++++ EXTRACTED MATERIAL ++++

//! TDMS fixtures written byte by byte, little-endian, one segment.

use std::fs;
use std::path::{Path, PathBuf};

const TOC_META_DATA: u32 = 1 << 1;
const TOC_NEW_OBJ_LIST: u32 = 1 << 2;
const TOC_RAW_DATA: u32 = 1 << 3;

const TYPE_U64: u32 = 0x08;
const TYPE_DOUBLE: u32 = 0x0A;
const TYPE_STRING: u32 = 0x20;
const TYPE_TIMESTAMP: u32 = 0x44;

/// 2020-07-08T02:03:04Z in seconds since 1904-01-01 UTC.
const START_SECONDS: i64 = 1_594_173_784 + 2_082_844_800;

pub enum Prop<'a> {
    Str(&'a str),
    UInt(u64),
    Float(f64),
    StartTime,
}

pub struct Fixture<'a> {
    channels: Vec<(&'a str, Vec<f64>, Vec<(&'a str, Prop<'a>)>)>,
}

impl<'a> Fixture<'a> {
    pub fn new() -> Self {
        Self {
            channels: Vec::new(),
        }
    }

    pub fn channel(mut self, name: &'a str, values: Vec<f64>, props: Vec<(&'a str, Prop<'a>)>) -> Self {
        self.channels.push((name, values, props));
        self
    }

    pub fn bytes(&self) -> Vec<u8> {
        let mut meta = Vec::new();
        put_u32(&mut meta, 2 + self.channels.len() as u32);

        put_str(&mut meta, "/");
        put_u32(&mut meta, 0xFFFF_FFFF);
        put_u32(&mut meta, 1);
        put_str(&mut meta, "name");
        put_prop(&mut meta, &Prop::Str("dev2_1"));

        put_str(&mut meta, "/'Untitled'");
        put_u32(&mut meta, 0xFFFF_FFFF);
        put_u32(&mut meta, 0);

        let mut raw = Vec::new();
        for (name, values, props) in &self.channels {
            put_str(&mut meta, &format!("/'Untitled'/'{}'", name));
            put_u32(&mut meta, 20);
            put_u32(&mut meta, TYPE_DOUBLE);
            put_u32(&mut meta, 1);
            put_u64(&mut meta, values.len() as u64);
            put_u32(&mut meta, props.len() as u32);
            for (key, value) in props {
                put_str(&mut meta, key);
                put_prop(&mut meta, value);
            }
            for value in values {
                raw.extend_from_slice(&value.to_le_bytes());
            }
        }

        let mut out = b"TDSm".to_vec();
        put_u32(&mut out, TOC_META_DATA | TOC_NEW_OBJ_LIST | TOC_RAW_DATA);
        put_u32(&mut out, 4713);
        put_u64(&mut out, (meta.len() + raw.len()) as u64);
        put_u64(&mut out, meta.len() as u64);
        out.extend(meta);
        out.extend(raw);
        out
    }

    pub fn write(&self, path: &Path) -> PathBuf {
        fs::write(path, self.bytes()).unwrap();
        path.to_path_buf()
    }
}

/// Waveform `ch0` (0, 1, 2, ... volts, 1 ms increment) and plain `ch1`
/// (0, -1, -2, ... amps), 100 samples each.
pub fn waveform_fixture() -> Fixture<'static> {
    let samples = 100;
    Fixture::new()
        .channel(
            "ch0",
            (0..samples).map(|i| i as f64).collect(),
            vec![
                ("unit_string", Prop::Str("V")),
                ("wf_samples", Prop::UInt(samples as u64)),
                ("wf_start_time", Prop::StartTime),
                ("wf_start_offset", Prop::Float(0.0)),
                ("wf_increment", Prop::Float(0.001)),
            ],
        )
        .channel(
            "ch1",
            (0..samples).map(|i| -(i as f64)).collect(),
            vec![("unit_string", Prop::Str("A"))],
        )
}

/// Files in `dir` with the given extension, sorted by name.
pub fn files_with_extension(dir: &Path, extension: &str) -> Vec<PathBuf> {
    let mut files: Vec<PathBuf> = fs::read_dir(dir)
        .unwrap()
        .map(|e| e.unwrap().path())
        .filter(|p| p.extension().is_some_and(|e| e == extension))
        .collect();
    files.sort();
    files
}

/// Header text and little-endian f64 payload of an `.npy` file.
pub fn read_npy(path: &Path) -> (String, Vec<f64>) {
    let bytes = fs::read(path).unwrap();
    assert_eq!(&bytes[..6], b"\x93NUMPY");
    let header_len = u16::from_le_bytes([bytes[8], bytes[9]]) as usize;
    let header = String::from_utf8(bytes[10..10 + header_len].to_vec()).unwrap();
    let values = bytes[10 + header_len..]
        .chunks_exact(8)
        .map(|c| f64::from_le_bytes(c.try_into().unwrap()))
        .collect();
    (header, values)
}

fn put_u32(out: &mut Vec<u8>, value: u32) {
    out.extend_from_slice(&value.to_le_bytes());
}

fn put_u64(out: &mut Vec<u8>, value: u64) {
    out.extend_from_slice(&value.to_le_bytes());
}

fn put_str(out: &mut Vec<u8>, value: &str) {
    put_u32(out, value.len() as u32);
    out.extend_from_slice(value.as_bytes());
}

fn put_prop(out: &mut Vec<u8>, value: &Prop) {
    match value {
        Prop::Str(s) => {
            put_u32(out, TYPE_STRING);
            put_str(out, s);
        }
        Prop::UInt(v) => {
            put_u32(out, TYPE_U64);
            put_u64(out, *v);
        }
        Prop::Float(v) => {
            put_u32(out, TYPE_DOUBLE);
            out.extend_from_slice(&v.to_le_bytes());
        }
        Prop::StartTime => {
            put_u32(out, TYPE_TIMESTAMP);
            put_u64(out, 0);
            out.extend_from_slice(&START_SECONDS.to_le_bytes());
        }
    }
}
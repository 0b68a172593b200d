pub mod file_filter;
pub mod source_scanner;

pub use file_filter::FileFilter;
pub use source_scanner::{format_bytes, ScanStatistics, SourceFile, SourceScanner};
use crate::error::{Result, Tdms2xError};
use crate::tdms::TdmsFile;
use std::fmt::Write as _;
use std::fs;
use std::path::{Path, PathBuf};

pub const SIDECAR_EXTENSION: &str = "info";

/// Render the meta info of a recording: root name, then every group and
/// channel with its data type, length and properties.
pub fn describe(recording: &TdmsFile, path: &Path) -> String {
    let mut info = String::new();

    // Writing into a String cannot fail.
    let _ = writeln!(info, ">>> TDMS file \"{}\" info:", path.display());
    let _ = writeln!(
        info,
        "  - root name: {}",
        recording.root_name().unwrap_or("(none)")
    );

    for (m, group) in recording.groups().iter().enumerate() {
        let _ = writeln!(info, "\tGroup #{}: {}", m + 1, group.path);
        for (n, channel) in group.channels.iter().enumerate() {
            let _ = writeln!(info, "\t  - Channel #{}: {}", n + 1, channel.path);
            let _ = writeln!(info, "\t\tdata_type: {}", channel.data_type);
            let _ = writeln!(info, "\t\tlength: {}", channel.len());
            for (name, value) in channel.properties.iter() {
                let _ = writeln!(info, "\t\t{}: {}", name, value);
            }
            info.push('\n');
        }
    }

    info
}

/// `{stem}.info`, next to the source unless `output_dir` is given.
pub fn sidecar_path(source: &Path, output_dir: Option<&Path>) -> PathBuf {
    let dir = match output_dir {
        Some(dir) => dir.to_path_buf(),
        None => source.parent().map(Path::to_path_buf).unwrap_or_default(),
    };
    let stem = source
        .file_stem()
        .map(|s| s.to_string_lossy().to_string())
        .unwrap_or_default();
    dir.join(format!("{}.{}", stem, SIDECAR_EXTENSION))
}

/// Write the meta info sidecar for `source`. Any failure is a `MetaSave` fault.
pub fn save_meta_info(source: &Path, output_dir: Option<&Path>) -> Result<PathBuf> {
    let target = sidecar_path(source, output_dir);
    let meta_save = |message: String| Tdms2xError::MetaSave {
        path: source.display().to_string(),
        message,
    };

    let recording = TdmsFile::open(source).map_err(|e| meta_save(e.to_string()))?;
    fs::write(&target, describe(&recording, source)).map_err(|e| meta_save(e.to_string()))?;

    Ok(target)
}
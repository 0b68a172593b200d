//! Minimal reader for NI TDMS recordings.
//!
//! Only what the converter needs is decoded: root/group/channel properties
//! and numeric raw data, widened to `f64`. DAQmx raw data and string
//! channels are rejected.

mod reader;
mod types;

#[cfg(test)]
pub(crate) mod test_util;

pub use types::{DataType, Properties, PropertyValue};

use crate::error::{Tdms2xError, Result};
use std::path::{Path, PathBuf};

/// Property keys used by waveform channels.
pub const PROP_NAME: &str = "name";
pub const PROP_UNIT: &str = "unit_string";
pub const PROP_WF_SAMPLES: &str = "wf_samples";
pub const PROP_WF_START_TIME: &str = "wf_start_time";
pub const PROP_WF_START_OFFSET: &str = "wf_start_offset";
pub const PROP_WF_INCREMENT: &str = "wf_increment";

#[derive(Debug, Clone)]
pub struct Channel {
    pub path: String,
    pub name: String,
    pub data_type: DataType,
    pub properties: Properties,
    pub data: Vec<f64>,
}

impl Channel {
    pub fn len(&self) -> usize {
        self.data.len()
    }

    pub fn is_empty(&self) -> bool {
        self.data.is_empty()
    }

    pub fn property(&self, key: &str) -> Option<&PropertyValue> {
        self.properties.get(key)
    }

    /// Like [`Channel::property`] but a missing key is a fault.
    pub fn require_property(&self, key: &str) -> Result<&PropertyValue> {
        self.properties
            .get(key)
            .ok_or_else(|| Tdms2xError::MissingProperty {
                channel: self.path.clone(),
                key: key.to_string(),
            })
    }

    pub fn is_waveform(&self) -> bool {
        self.properties.contains_key(PROP_WF_SAMPLES)
    }

    /// Elapsed time of every sample relative to the recording start.
    ///
    /// Returns `None` when the channel has no `wf_increment`.
    pub fn time_track(&self) -> Option<Vec<f64>> {
        let increment = self.property(PROP_WF_INCREMENT)?.as_f64()?;
        let offset = self
            .property(PROP_WF_START_OFFSET)
            .and_then(PropertyValue::as_f64)
            .unwrap_or(0.0);

        Some(
            (0..self.len())
                .map(|i| offset + increment * i as f64)
                .collect(),
        )
    }
}

#[derive(Debug, Clone)]
pub struct Group {
    pub path: String,
    pub name: String,
    pub properties: Properties,
    pub channels: Vec<Channel>,
}

/// An opened recording, fully decoded into memory.
#[derive(Debug, Clone)]
pub struct TdmsFile {
    pub path: PathBuf,
    pub properties: Properties,
    pub groups: Vec<Group>,
}

impl TdmsFile {
    pub fn open<P: AsRef<Path>>(path: P) -> Result<Self> {
        let path = path.as_ref();
        let bytes = std::fs::read(path)?;
        Self::from_bytes(&bytes, path)
    }

    pub fn from_bytes<P: AsRef<Path>>(bytes: &[u8], path: P) -> Result<Self> {
        let path = path.as_ref();
        let objects = reader::read_segments(bytes).map_err(|e| Tdms2xError::Tdms {
            path: path.display().to_string(),
            message: e.to_string(),
        })?;

        let mut file = TdmsFile {
            path: path.to_path_buf(),
            properties: Properties::new(),
            groups: Vec::new(),
        };

        for object in objects {
            let components = split_object_path(&object.path);
            match components.as_slice() {
                [] => file.properties.extend(object.properties),
                [group] => {
                    let group = file.group_entry(group);
                    group.properties.extend(object.properties);
                }
                [group, channel] => {
                    let data_type = object.data_type.unwrap_or(DataType::Void);
                    let channel = Channel {
                        path: object.path.clone(),
                        name: channel.clone(),
                        data_type,
                        properties: object.properties,
                        data: object.data,
                    };
                    file.group_entry(group).channels.push(channel);
                }
                _ => {
                    return Err(Tdms2xError::Tdms {
                        path: path.display().to_string(),
                        message: format!("invalid object path {}", object.path),
                    })
                }
            }
        }

        Ok(file)
    }

    pub fn groups(&self) -> &[Group] {
        &self.groups
    }

    pub fn root_name(&self) -> Option<&str> {
        self.properties.get(PROP_NAME).and_then(PropertyValue::as_str)
    }

    fn group_entry(&mut self, name: &str) -> &mut Group {
        let position = match self.groups.iter().position(|g| g.name == name) {
            Some(position) => position,
            None => {
                self.groups.push(Group {
                    path: format!("/'{}'", name.replace('\'', "''")),
                    name: name.to_string(),
                    properties: Properties::new(),
                    channels: Vec::new(),
                });
                self.groups.len() - 1
            }
        };
        &mut self.groups[position]
    }
}

/// Split a TDMS object path such as `/'Group'/'It''s'` into its unquoted
/// components. The root path `/` yields no components.
pub fn split_object_path(path: &str) -> Vec<String> {
    let mut components = Vec::new();
    let mut chars = path.chars().peekable();

    while let Some(c) = chars.next() {
        if c != '/' {
            continue;
        }
        if chars.peek() != Some(&'\'') {
            continue;
        }
        chars.next();

        let mut component = String::new();
        while let Some(c) = chars.next() {
            if c == '\'' {
                if chars.peek() == Some(&'\'') {
                    chars.next();
                    component.push('\'');
                } else {
                    break;
                }
            } else {
                component.push(c);
            }
        }
        components.push(component);
    }

    components
}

++++

(PROBLEM DETAILS): Of the records above, copy each line that includes "TdmsFile".

(RESPONSE):
use crate::tdms::TdmsFile;
pub fn describe(recording: &TdmsFile, path: &Path) -> String {
    let recording = TdmsFile::open(source).map_err(|e| meta_save(e.to_string()))?;
pub struct TdmsFile {
impl TdmsFile {
        let mut file = TdmsFile {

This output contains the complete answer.